William G. Connolly, author of "Guide to Buying or Building A Home," gives this advice:
"The broker may also have a good deal of information about the seller--why he's selling, when he wants to close the deal, how long he's owned the home. That information will save you some time and, perhaps, some embarrassment. Some people just don't like to ask such personal questions; you can rest assured the broker won't mind. Finally, when the time comes, the broker may be able to help you with the negotiations for the purchase and help you find a mortgage. They are all useful services."
Connolly says that, in addition to giving the broker honest information about yourself, there are certain standards of conduct that should be observed when dealing with him or her. He says:
"Understand that, while it's perfectly acceptable to consult more than one broker, it's not ethical to let one broker show you a home that you have already visited with a competitor. Once a broker or agent shows you a home--or maybe even tells you about it--he or she has a right to a commission if you buy.
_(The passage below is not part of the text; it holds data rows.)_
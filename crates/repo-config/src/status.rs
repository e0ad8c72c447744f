//! Fetch health tracking exposed to embedders.
//!
//! Counts successful and failed fetches and remembers the last error so a
//! host can report whether it is serving stale configuration.

use serde_json::{Map, Value};
use std::sync::atomic::{AtomicU64, Ordering};
use std::sync::{PoisonError, RwLock};

/// Counters and last-error slot updated by every fetch.
#[derive(Debug, Default)]
pub struct RefreshStatus {
    successful_fetches: AtomicU64,
    failed_fetches: AtomicU64,
    last_error: RwLock<Option<String>>,
}

impl RefreshStatus {
    /// Creates a tracker with zeroed counters.
    pub fn new() -> Self {
        Self::default()
    }

    /// Records a successful install and clears the last error.
    pub(crate) fn record_success(&self) {
        self.successful_fetches.fetch_add(1, Ordering::Relaxed);
        *self
            .last_error
            .write()
            .unwrap_or_else(PoisonError::into_inner) = None;
    }

    pub(crate) fn record_failure(&self, error: &str) {
        self.failed_fetches.fetch_add(1, Ordering::Relaxed);
        *self
            .last_error
            .write()
            .unwrap_or_else(PoisonError::into_inner) = Some(error.to_string());
    }

    /// Number of fetches that installed a snapshot.
    pub fn successful_fetches(&self) -> u64 {
        self.successful_fetches.load(Ordering::Relaxed)
    }

    /// Number of fetches that failed.
    pub fn failed_fetches(&self) -> u64 {
        self.failed_fetches.load(Ordering::Relaxed)
    }

    /// Returns the error of the most recent fetch, or `None` if it succeeded.
    pub fn last_error(&self) -> Option<String> {
        self.last_error
            .read()
            .unwrap_or_else(PoisonError::into_inner)
            .clone()
    }

    /// Returns a status snapshot suitable for logging/exporting.
    pub fn snapshot(&self, revision: u64) -> StatusSnapshot {
        StatusSnapshot {
            revision,
            successful_fetches: self.successful_fetches(),
            failed_fetches: self.failed_fetches(),
            last_error: self.last_error(),
        }
    }
}

/// Point-in-time copy of [`RefreshStatus`] plus the installed snapshot revision.
#[derive(Debug, Clone, PartialEq, Eq)]
pub struct StatusSnapshot {
    pub revision: u64,
    pub successful_fetches: u64,
    pub failed_fetches: u64,
    pub last_error: Option<String>,
}

impl StatusSnapshot {
    /// Renders the snapshot as a JSON map.
    pub fn to_map(&self) -> Map<String, Value> {
        let mut map = Map::new();
        map.insert("revision".into(), Value::from(self.revision));
        map.insert(
            "successfulFetches".into(),
            Value::from(self.successful_fetches),
        );
        map.insert("failedFetches".into(), Value::from(self.failed_fetches));
        map.insert(
            "lastError".into(),
            match &self.last_error {
                Some(err) => Value::String(err.clone()),
                None => Value::Null,
            },
        );
        map
    }

    /// Renders the snapshot as a JSON object.
    pub fn to_json(&self) -> Value {
        Value::Object(self.to_map())
    }
}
As soon as you realize that you're about to be shown a place you've seen before, explain why you don't want to see it. The salesman will understand; he doesn't want to get involved in a fight over commission, either."
Some other advice:
"If matters get to the point where you're dickering with an owner over terms, keep the broker informed of what you've been discussing. Reject out of hand any suggestion that you and the sellers get together and do the broker out of his commission, splitting the differences between you. That's not only unethical, it's illegal. The broker can sue for his commission, and most brokers won't hesitate to do so."
Connolly brings up a point about such phrases as "needs work" or "handyman's delight" in an ad for a house. As he puts it:
"In that case, you'd better visit the dump on an empty stomach. The terms can be translated to mean 'about to collapse' or 'a disaster area; get it before the health department condemns it.' "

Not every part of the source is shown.